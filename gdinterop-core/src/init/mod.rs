/*
 * Copyright (c) godot-rust; Bromeon and contributors.
 * This Source Code Form is subject to the terms of the Mozilla Public
 * License, v. 2.0. If a copy of the MPL was not distributed with this
 * file, You can obtain one at https://mozilla.org/MPL/2.0/.
 */

//! Startup and shutdown of the extension.
//!
//! The engine enters through the function generated by `#[gdextension]`, which calls [`__gdinterop_load_library()`]. That runs
//! [`initialize()`]: it loads the engine interface and runs the registration pass of the
//! [conversion registry](crate::meta::conversion_registry). When the engine unloads the lowest initialization level of the
//! extension, [`deinitialize()`] sweeps the disposal registry, so that no native value outlives the engine.

use crate::lifetime::{DisposalSummary, registry};
use crate::meta::ConversionRegistrar;
use crate::meta::conversion_registry::register_builtin_conversions;
use crate::{godot_error, sys};

pub use sys::{InteropBuild, InteropConfig as ExtensionConfig, RuntimeVersion};

/// Stage of the engine's initialization process, see [`ExtensionLibrary::on_level_init()`].
pub type InitLevel = sys::InitLevel;

#[doc(hidden)]
/// Body of the entry point generated by `#[gdextension]`.
///
/// # Safety
/// Must only be called by the engine, with the arguments it passes to the extension's entry symbol.
pub unsafe fn __gdinterop_load_library<E: ExtensionLibrary>(
    get_proc_address: sys::GDExtensionInterfaceGetProcAddress,
    library: sys::GDExtensionClassLibraryPtr,
    init: *mut sys::GDExtensionInitialization,
) -> sys::GDExtensionBool {
    let Some(get_proc_address) = get_proc_address else {
        godot_error!("engine passed no get_proc_address function to the extension");
        return sys::SYS_FALSE;
    };

    if init.is_null() {
        godot_error!("engine passed no initialization struct to the extension");
        return sys::SYS_FALSE;
    }

    // SAFETY: forwarded to caller.
    if !unsafe { initialize::<E>(get_proc_address, library) } {
        return sys::SYS_FALSE;
    }

    let init_params = sys::GDExtensionInitialization {
        minimum_initialization_level: E::min_level().to_sys(),
        userdata: std::ptr::null_mut(),
        initialize: Some(ffi_initialize_layer::<E>),
        deinitialize: Some(ffi_deinitialize_layer::<E>),
    };

    // SAFETY: the engine passes a writable initialization struct; checked for null above.
    unsafe { *init = init_params };

    sys::SYS_TRUE
}

unsafe extern "C" fn ffi_initialize_layer<E: ExtensionLibrary>(
    _userdata: *mut std::ffi::c_void,
    init_level: sys::GDExtensionInitializationLevel,
) {
    let level = InitLevel::from_sys(init_level);
    if level < E::min_level() {
        return;
    }

    let ctx = || format!("failed to initialize GDExtension level `{level:?}`");

    // Swallow panics.
    let _ = crate::private::handle_panic(ctx, || E::on_level_init(level));
}

unsafe extern "C" fn ffi_deinitialize_layer<E: ExtensionLibrary>(
    _userdata: *mut std::ffi::c_void,
    init_level: sys::GDExtensionInitializationLevel,
) {
    let level = InitLevel::from_sys(init_level);
    if level < E::min_level() {
        return;
    }

    let ctx = || format!("failed to deinitialize GDExtension level `{level:?}`");
    let _ = crate::private::handle_panic(ctx, || E::on_level_deinit(level));

    // The lowest level goes last: release everything that is still tracked.
    if level == E::min_level() && !sys::is_shutting_down() {
        deinitialize::<E>();
    }
}

/// Defines the entry points of an extension.
///
/// All methods have defaults; implement the trait on a unit struct and override what is needed. Combined with the
/// [`#[gdextension]`](attr.gdextension.html) attribute, this exports the symbol that the engine loads.
///
/// ```no_run
/// use gdinterop::init::{ExtensionConfig, ExtensionLibrary, gdextension};
/// use gdinterop::meta::ConversionRegistrar;
/// use gdinterop::builtin::{GString, Vector2};
///
/// struct MyExtension;
///
/// #[gdextension]
/// impl ExtensionLibrary for MyExtension {
///     fn config() -> ExtensionConfig {
///         ExtensionConfig { verbose_disposal: true, ..Default::default() }
///     }
///
///     fn register_conversions(registrar: &mut ConversionRegistrar) {
///         registrar.dictionary::<GString, Vector2>();
///     }
/// }
/// ```
pub trait ExtensionLibrary {
    /// Runtime configuration, read once at startup.
    fn config() -> ExtensionConfig {
        ExtensionConfig::default()
    }

    /// Registers conversions of types that go through the registry (typed containers of user types, user types).
    ///
    /// Called once during [`initialize()`], after the builtin registrations.
    fn register_conversions(registrar: &mut ConversionRegistrar) {
        let _ = registrar;
    }

    /// Lowest initialization level at which the extension is loaded (`Core` by default).
    ///
    /// Levels below it are skipped by the level callbacks. Unloading this level shuts the extension down.
    fn min_level() -> InitLevel {
        InitLevel::Core
    }

    /// Custom logic when an initialization level of the engine is loaded.
    ///
    /// Invoked for levels >= [`Self::min_level()`], in ascending order.
    #[allow(unused_variables)]
    fn on_level_init(level: InitLevel) {}

    /// Custom logic when an initialization level of the engine is unloaded.
    ///
    /// Invoked for levels >= [`Self::min_level()`], in descending order. For the lowest level, this runs before
    /// [`on_shutdown()`](Self::on_shutdown).
    #[allow(unused_variables)]
    fn on_level_deinit(level: InitLevel) {}

    /// Called at the start of [`deinitialize()`], while the engine is still fully available.
    fn on_shutdown() {}
}

/// Connects the library to the engine and runs the registration pass.
///
/// Returns `false` if initialization failed; the error has been printed in that case.
///
/// # Safety
/// - `get_proc_address` must be the function pointer passed by the engine to the extension entry point.
/// - `library` must be the library pointer passed alongside it.
/// - Must be called at most once per process.
pub unsafe fn initialize<E: ExtensionLibrary>(
    get_proc_address: sys::GetProcAddressFn,
    library: sys::GDExtensionClassLibraryPtr,
) -> bool {
    let init_code = || {
        // SAFETY: forwarded to caller.
        unsafe { sys::initialize(get_proc_address, library, E::config()) };

        let mut registrar = ConversionRegistrar::new();
        register_builtin_conversions(&mut registrar);
        E::register_conversions(&mut registrar);

        sys::out!(
            "Registered {} conversion slot sets ({} already present).",
            registrar.added().len(),
            registrar.skipped().len()
        );
    };

    let ctx = || "error when loading GDExtension library";
    crate::private::handle_panic(ctx, init_code).is_ok()
}

/// Shuts the library down: calls [`ExtensionLibrary::on_shutdown()`], then disposes every handle that is still alive.
///
/// Afterwards, dropping leftover handles no longer calls into the engine. Returns how many handles the sweep disposed.
pub fn deinitialize<E: ExtensionLibrary>() -> DisposalSummary {
    let ctx = || "error in ExtensionLibrary::on_shutdown()";
    let _ = crate::private::handle_panic(ctx, E::on_shutdown);

    sys::begin_shutdown();

    if !sys::is_initialized() {
        return DisposalSummary::default();
    }

    let config = sys::config();
    if config.dispose_on_shutdown {
        registry().dispose_all(config.verbose_disposal)
    } else {
        DisposalSummary::default()
    }
}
■ ■ ■ ■ ■
WHAT IS NEEDED
Reproduce each entry above exactly, keeping every word.

ANSWER BELOW
filename gdinterop-core/src/init/mod.rs
/*
 * Copyright (c) godot-rust; Bromeon and contributors.
 * This Source Code Form is subject to the terms of the Mozilla Public
 * License, v. 2.0. If a copy of the MPL was not distributed with this
 * file, You can obtain one at https://mozilla.org/MPL/2.0/.
 */

//! Startup and shutdown of the extension.
//!
//! The engine enters through the function generated by `#[gdextension]`, which calls [`__gdinterop_load_library()`]. That runs
//! [`initialize()`]: it loads the engine interface and runs the registration pass of the
//! [conversion registry](crate::meta::conversion_registry). When the engine unloads the lowest initialization level of the
//! extension, [`deinitialize()`] sweeps the disposal registry, so that no native value outlives the engine.

use crate::lifetime::{DisposalSummary, registry};
use crate::meta::ConversionRegistrar;
use crate::meta::conversion_registry::register_builtin_conversions;
use crate::{godot_error, sys};

pub use sys::{InteropBuild, InteropConfig as ExtensionConfig, RuntimeVersion};

/// Stage of the engine's initialization process, see [`ExtensionLibrary::on_level_init()`].
pub type InitLevel = sys::InitLevel;

#[doc(hidden)]
/// Body of the entry point generated by `#[gdextension]`.
///
/// # Safety
/// Must only be called by the engine, with the arguments it passes to the extension's entry symbol.
pub unsafe fn __gdinterop_load_library<E: ExtensionLibrary>(
    get_proc_address: sys::GDExtensionInterfaceGetProcAddress,
    library: sys::GDExtensionClassLibraryPtr,
    init: *mut sys::GDExtensionInitialization,
) -> sys::GDExtensionBool {
    let Some(get_proc_address) = get_proc_address else {
        godot_error!("engine passed no get_proc_address function to the extension");
        return sys::SYS_FALSE;
    };

    if init.is_null() {
        godot_error!("engine passed no initialization struct to the extension");
        return sys::SYS_FALSE;
    }

    // SAFETY: forwarded to caller.
    if !unsafe { initialize::<E>(get_proc_address, library) } {
        return sys::SYS_FALSE;
    }

    let init_params = sys::GDExtensionInitialization {
        minimum_initialization_level: E::min_level().to_sys(),
        userdata: std::ptr::null_mut(),
        initialize: Some(ffi_initialize_layer::<E>),
        deinitialize: Some(ffi_deinitialize_layer::<E>),
    };

    // SAFETY: the engine passes a writable initialization struct; checked for null above.
    unsafe { *init = init_params };

    sys::SYS_TRUE
}

unsafe extern "C" fn ffi_initialize_layer<E: ExtensionLibrary>(
    _userdata: *mut std::ffi::c_void,
    init_level: sys::GDExtensionInitializationLevel,
) {
    let level = InitLevel::from_sys(init_level);
    if level < E::min_level() {
        return;
    }

    let ctx = || format!("failed to initialize GDExtension level `{level:?}`");

    // Swallow panics.
    let _ = crate::private::handle_panic(ctx, || E::on_level_init(level));
}

unsafe extern "C" fn ffi_deinitialize_layer<E: ExtensionLibrary>(
    _userdata: *mut std::ffi::c_void,
    init_level: sys::GDExtensionInitializationLevel,
) {
    let level = InitLevel::from_sys(init_level);
    if level < E::min_level() {
        return;
    }

    let ctx = || format!("failed to deinitialize GDExtension level `{level:?}`");
    let _ = crate::private::handle_panic(ctx, || E::on_level_deinit(level));

    // The lowest level goes last: release everything that is still tracked.
    if level == E::min_level() && !sys::is_shutting_down() {
        deinitialize::<E>();
    }
}

/// Defines the entry points of an extension.
///
/// All methods have defaults; implement the trait on a unit struct and override what is needed. Combined with the
/// [`#[gdextension]`](attr.gdextension.html) attribute, this exports the symbol that the engine loads.
///
/// ```no_run
/// use gdinterop::init::{ExtensionConfig, ExtensionLibrary, gdextension};
/// use gdinterop::meta::ConversionRegistrar;
/// use gdinterop::builtin::{GString, Vector2};
///
/// struct MyExtension;
///
/// #[gdextension]
/// impl ExtensionLibrary for MyExtension {
///     fn config() -> ExtensionConfig {
///         ExtensionConfig { verbose_disposal: true, ..Default::default() }
///     }
///
///     fn register_conversions(registrar: &mut ConversionRegistrar) {
///         registrar.dictionary::<GString, Vector2>();
///     }
/// }
/// ```
pub trait ExtensionLibrary {
    /// Runtime configuration, read once at startup.
    fn config() -> ExtensionConfig {
        ExtensionConfig::default()
    }

    /// Registers conversions of types that go through the registry (typed containers of user types, user types).
    ///
    /// Called once during [`initialize()`], after the builtin registrations.
    fn register_conversions(registrar: &mut ConversionRegistrar) {
        let _ = registrar;
    }

    /// Lowest initialization level at which the extension is loaded (`Core` by default).
    ///
    /// Levels below it are skipped by the level callbacks. Unloading this level shuts the extension down.
    fn min_level() -> InitLevel {
        InitLevel::Core
    }

    /// Custom logic when an initialization level of the engine is loaded.
    ///
    /// Invoked for levels >= [`Self::min_level()`], in ascending order.
    #[allow(unused_variables)]
    fn on_level_init(level: InitLevel) {}

    /// Custom logic when an initialization level of the engine is unloaded.
    ///
    /// Invoked for levels >= [`Self::min_level()`], in descending order. For the lowest level, this runs before
    /// [`on_shutdown()`](Self::on_shutdown).
    #[allow(unused_variables)]
    fn on_level_deinit(level: InitLevel) {}

    /// Called at the start of [`deinitialize()`], while the engine is still fully available.
    fn on_shutdown() {}
}

/// Connects the library to the engine and runs the registration pass.
///
/// Returns `false` if initialization failed; the error has been printed in that case.
///
/// # Safety
/// - `get_proc_address` must be the function pointer passed by the engine to the extension entry point.
/// - `library` must be the library pointer passed alongside it.
/// - Must be called at most once per process.
pub unsafe fn initialize<E: ExtensionLibrary>(
    get_proc_address: sys::GetProcAddressFn,
    library: sys::GDExtensionClassLibraryPtr,
) -> bool {
    let init_code = || {
        // SAFETY: forwarded to caller.
        unsafe { sys::initialize(get_proc_address, library, E::config()) };

        let mut registrar = ConversionRegistrar::new();
        register_builtin_conversions(&mut registrar);
        E::register_conversions(&mut registrar);

        sys::out!(
            "Registered {} conversion slot sets ({} already present).",
            registrar.added().len(),
            registrar.skipped().len()
        );
    };

    let ctx = || "error when loading GDExtension library";
    crate::private::handle_panic(ctx, init_code).is_ok()
}

/// Shuts the library down: calls [`ExtensionLibrary::on_shutdown()`], then disposes every handle that is still alive.
///
/// Afterwards, dropping leftover handles no longer calls into the engine. Returns how many handles the sweep disposed.
pub fn deinitialize<E: ExtensionLibrary>() -> DisposalSummary {
    let ctx = || "error in ExtensionLibrary::on_shutdown()";
    let _ = crate::private::handle_panic(ctx, E::on_shutdown);

    sys::begin_shutdown();

    if !sys::is_initialized() {
        return DisposalSummary::default();
    }

    let config = sys::config();
    if config.dispose_on_shutdown {
        registry().dispose_all(config.verbose_disposal)
    } else {
        DisposalSummary::default()
    }
}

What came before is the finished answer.